Various types of integrated circuit testers have been developed. Typically, these testers perform their function at a high rate of speed. Therefore, it is necessary to convey the device for testing to and from a test site interfacing with the tester also at a high rate of speed.
These testers typically test the devices one at a time. Therefore, it is important that the devices be delivered to the test site individually. In the prior art, methods of singulation (that is, methods of isolating a single device from many of such devices) have been developed for performance by integrated circuit handlers which incorporate a single test site and cycle devices to be tested thereto.
The speed at which integrated circuits can be tested has, heretofore, been dependent upon the speed at which the devices can be delivered to the test site for testing.

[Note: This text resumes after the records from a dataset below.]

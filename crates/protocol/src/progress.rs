//! Byte-progress reporting for frames in flight.
//!
//! The [`Framer`](crate::Framer) reports one [`ProgressEvent`] per chunk to
//! an optional [`ProgressObserver`]. Counts cover the whole frame, header
//! included. Observers are purely informational.

use tracing::debug;

use crate::message::MessageType;

/// Which way the bytes are moving.
#[derive(Debug, Clone, Copy, PartialEq, Eq)]
pub enum Direction {
    Sent,
    Received,
}

/// Progress of one frame.
#[derive(Debug, Clone, Copy, PartialEq, Eq)]
pub struct ProgressEvent {
    pub direction: Direction,
    pub message_type: MessageType,
    /// Bytes moved so far.
    pub transferred: u64,
    /// Total frame size in bytes.
    pub total: u64,
}

impl ProgressEvent {
    /// Returns true once every byte of the frame has moved.
    pub fn is_complete(&self) -> bool {
        self.transferred >= self.total
    }

    /// Completion as a percentage in `0.0..=100.0`.
    pub fn percent(&self) -> f64 {
        if self.total == 0 {
            return 100.0;
        }
        (self.transferred as f64 / self.total as f64) * 100.0
    }
}

/// Receives progress events from a framer.
pub trait ProgressObserver: Send + Sync {
    fn on_progress(&self, event: ProgressEvent);
}

impl<F> ProgressObserver for F
where
    F: Fn(ProgressEvent) + Send + Sync,
{
    fn on_progress(&self, event: ProgressEvent) {
        self(event)
    }
}

/// Observer that logs every event at debug level.
#[derive(Debug, Clone, Copy, Default)]
pub struct TracingProgress;

impl ProgressObserver for TracingProgress {
    fn on_progress(&self, event: ProgressEvent) {
        debug!(
            direction = ?event.direction,
            message_type = %event.message_type,
            transferred = event.transferred,
            total = event.total,
            "{:.1}%",
            event.percent()
        );
    }
}

#[cfg(test)]
mod tests {
    use super::*;
    use std::sync::atomic::{AtomicU64, Ordering};
    use std::sync::Arc;

    fn event(transferred: u64, total: u64) -> ProgressEvent {
        ProgressEvent {
            direction: Direction::Sent,
            message_type: MessageType::UploadFile,
            transferred,
            total,
        }
    }

    #[test]
    fn test_percent() {
        assert_eq!(event(0, 200).percent(), 0.0);
        assert_eq!(event(50, 200).percent(), 25.0);
        assert_eq!(event(200, 200).percent(), 100.0);
        assert_eq!(event(0, 0).percent(), 100.0);
    }

    #[test]
    fn test_is_complete() {
        assert!(!event(10, 20).is_complete());
        assert!(event(20, 20).is_complete());
    }

    #[test]
    fn test_closure_observer() {
        let seen = Arc::new(AtomicU64::new(0));
        let counter = seen.clone();
        let observer = move |e: ProgressEvent| {
            counter.store(e.transferred, Ordering::SeqCst);
        };

        observer.on_progress(event(42, 100));
        assert_eq!(seen.load(Ordering::SeqCst), 42);
    }

    #[test]
    fn test_tracing_observer_does_not_panic() {
        TracingProgress.on_progress(event(1, 2));
    }
}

As previously indicated, prior art structures typically included only a single test site.
An apparatus that can test more than one integrated circuit device per singulation apparatus, but without the complexity of multiple testers and test feeders, would be a significant advancement in the art. Multiple test sites fed by each singulator would enable processing of integrated circuits more quickly than with one test site, and incorporating a single drive mechanism for feeding the integrated circuits into plural test sites would reduce the complexity of the apparatus and, commensurately, reduce the potential of malfunction.
Use of various types of shuttles is common in the prior art. One shuttle device typically requires means for mounting the shuttle for pivoting between an orientation in which it receives an integrated circuit device and one in which it deposits the device into a chute leading to a test site. Such a shuttle is characterized as a "drop shuttle". Typically, such a shuttle pivots to define a plane, the chute being immediately below the station at which the shuttle receives the device. This would be true, of course, where there is a single test site. Multiple test site handlers would necessarily require shuttles of this type to be moved laterally.
The present invention functions to overcome the problems of the prior art and addresses the desirable features dictated by the prior art. It is an improved shuttle apparatus for use in handling integrated circuit devices at high speeds.